Em teoria, “uma criança que utilize estes aparelhos de forma massiva, a toda a hora, como ainda está em desenvolvimento, pode não desenvolver a capacidade de diferenciar os vários sons”, esclarece. Contudo, estes são casos extremos e hipotéticos.
Além disso, os fones com cancelamento de ruído poderão ter alguns benefícios em relação aos convencionais (ver aqui e aqui). Tal como explica Leonel Luís, estes aparelhos cancelam o som “de forma passiva (ao isolarem o som exterior) e de forma ativa, emitindo um som contrário, simétrico, ao ruído que está a ser produzido”.
Isto permite ouvir música ou qualquer outro som sem ser necessário aumentar muito o volume. O médico dá um exemplo: “Uma pessoa está num avião e põe uns fones que não têm cancelamento de ruído. Vai acabar por pôr o volume muito alto para conseguir ouvir o som sobre o ruído ambiente. Isso é extraordinariamente traumático [para o ouvido]”.
Por outro lado, prossegue, “se tiver uma forma de cancelar o ruído já vai conseguir ouvir um som com o volume muito mais baixo”. Por isso, defende o especialista, poderá ser “melhor utilizar fones com cancelamento de ruído num ambiente ruidoso do que não o fazer”.

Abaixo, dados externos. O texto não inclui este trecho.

impl ElevationModel for BasicElevationModel {
    fn timestamp(&self) -> u64 {
        self.timestamp.load(Ordering::Acquire)
    }

    fn min_elevation(&self) -> f64 {
        self.min_elevation
    }

    fn max_elevation(&self) -> f64 {
        self.max_elevation
    }

    fn elevation_for_location(&self, latitude: f64, longitude: f64) -> f64 {
        if !self.coverage().contains(latitude, longitude) {
            return 0.0;
        }

        self.best_image_at(self.level_set.last_level(), latitude, longitude)
            .map_or(0.0, |(_, image)| image.sample(latitude, longitude))
    }

    fn elevations_for_sector(
        &self,
        sector: &Sector,
        num_lat: usize,
        num_lon: usize,
        target_resolution: f64,
        vertical_exaggeration: f64,
        result: &mut [f64],
    ) -> f64 {
        let Some(covered) = sector.intersection(self.coverage()) else {
            return NO_COVERAGE;
        };

        let level = self.level_set.level_for_texel_size(target_resolution);

        // Rasters used for this sector, the finest available for every tile of the target level.
        let mut images: Vec<(Level, Arc<ElevationImage>)> = Vec::new();

        {
            let mut state = lock(&self.state);

            for key in self.level_set.tiles_at_level(&covered, level) {
                if !self.images.contains(&key) {
                    self.request_image(&mut state, key);
                }

                let center = self
                    .level_set
                    .tile_sector(&level, key.row, key.column)
                    .centroid();

                if let Some(found) = self.best_image_at(level, center.latitude, center.longitude) {
                    if !images.iter().any(|(_, image)| Arc::ptr_eq(image, &found.1)) {
                        images.push(found);
                    }
                }
            }
        }

        let fallback = self.level_set.first_level().texel_size();
        let mut achieved_resolution: f64 = 0.0;

        for (i, latitude) in grid_steps(sector.min_latitude(), sector.max_latitude(), num_lat).enumerate() {
            for (j, longitude) in grid_steps(sector.min_longitude(), sector.max_longitude(), num_lon).enumerate() {
                if !self.coverage().contains(latitude, longitude) {
                    continue;
                }

                let Some(value) = result.get_mut(i * num_lon + j) else {
                    continue;
                };

                // prefer the finest raster containing the sample
                let image = images
                    .iter()
                    .filter(|(_, image)| image.sector().contains(latitude, longitude))
                    .max_by_key(|(level, _)| level.level_number());

                match image {
                    Some((level, image)) => {
                        *value = image.sample(latitude, longitude) * vertical_exaggeration;
                        achieved_resolution = achieved_resolution.max(level.texel_size());
                    }
                    None => {
                        *value = 0.0;
                        achieved_resolution = achieved_resolution.max(fallback);
                    }
                }
            }
        }

        achieved_resolution
    }

    fn min_and_max_elevations_for_sector(&self, sector: &Sector) -> (f64, f64) {
        let Some(covered) = sector.intersection(self.coverage()) else {
            return (0.0, 0.0);
        };

        let first_level = self.level_set.first_level();
        let mut extremes = (f64::MAX, f64::MIN);

        for key in self.level_set.tiles_at_level(&covered, first_level) {
            let Some(image) = self.images.get(&key) else {
                return (self.min_elevation, self.max_elevation);
            };

            extremes.0 = extremes.0.min(image.min_elevation());
            extremes.1 = extremes.1.max(image.max_elevation());
        }

        if extremes.0 > extremes.1 {
            (self.min_elevation, self.max_elevation)
        } else {
            extremes
        }
    }

    fn begin_frame(&self) {
        let mut guard = lock(&self.state);
        let state = &mut *guard;

        for (key, path) in state.requests.process_notifications() {
            self.load_image(state, key, path);
        }

        let mut changed = false;

        state.loading.retain_mut(|loading| {
            future::block_on(future::poll_once(&mut loading.task)).map_or(true, |image| {
                let image = image.and_then(|image| {
                    let size = image.size_in_bytes();
                    self.images.put(loading.key, Arc::new(image), size)
                });

                let outcome = match image {
                    Ok(()) => {
                        changed = true;
                        Outcome::Success
                    }
                    Err(error) => {
                        warn!("Failed to load elevation tile {}: {error:#}", loading.key);
                        Outcome::Failure(error.to_string())
                    }
                };

                state.requests.finish_load(loading.key, &outcome);
                false
            })
        });

        if changed {
            let timestamp = self.timestamp.fetch_add(1, Ordering::AcqRel) + 1;
            debug!("Elevation model {} advanced to timestamp {timestamp}.", self.id);
        }
    }
}
//! Infrastructure layer - external I/O adapters
//!
//! This module contains all code that interacts with external systems:
//! - Container registry API (via the aws CLI)
//! - Registry login
//! - Artifact copy (oras)
//! - Artifact signing (notation)

pub mod auth;
pub mod copier;
pub mod process;
pub mod registry;
pub mod signer;

// Re-export commonly used types
pub use auth::RegistryLogin;
pub use copier::{ArtifactCopier, OrasCopier};
pub use process::ToolRunner;
pub use registry::{AwsCliRegistry, RegistryApi, RepositoryCreation};
pub use signer::{ArtifactSigner, NotationSigner, PluginWorkspace, SigningIdentity};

Além disso, os fones com cancelamento de ruído também podem ser úteis na redução do “ruído passivo”, por si só. “Usar tampões ou fones com proteção de ruído em determinados trabalhos, por exemplo, é vantajoso”, explica (ver também aqui, aqui e aqui).
Quais os cuidados a ter na utilização de fones com cancelamento de ruído?
Segundo Leonel Luís, os cuidados a ter com os fones com cancelamento de ruído, em termos de saúde auditiva, são essencialmente os mesmos que se devem ter com os fones convencionais: utilizá-los para ouvir sons num volume adequado e fazer pausas.
Num texto informativo, publicado pelo Instituto Nacional de Surdez e outras Desordens de Comunicação (NIDCD, na sigla inglesa) dos Estados Unidos da América, explica-se que “o som é medido em unidades denominadas decibéis”, sendo que “os sons iguais ou inferiores a 70 decibéis ponderados A (dBA), mesmo após uma longa exposição, não são suscetíveis de causar perda de audição”.
No entanto, lê-se no mesmo texto, “a exposição prolongada ou repetida a sons iguais ou superiores a 85 dBA pode causar perda de audição” e, “quanto mais alto for o som, mais curto será o tempo necessário” para isso acontecer.
Por exemplo: uma “conversa normal” tem “60-70 dBA”; um filme passado no “cinema” tem “74-104 dBA”; o barulho das motas tem “80-110 dBA”; “a música através de auscultadores no volume máximo, eventos desportivos e concertos” têm “94-110 dBA”; “sirenes” têm “110-129 dBA”; e um “espetáculo de fogo de artifício” tem “140-160 dBA”.
Além do volume, é importante não utilizar fones durante muito tempo e fazer pausas entre as utilizações. Num texto informativo da Faculdade de Saúde da Universidade de Utah deixa-se um conselho: “Se tiver de utilizar os auscultadores diariamente, não se esqueça de fazer intervalos para permitir que os seus ouvidos recuperem”.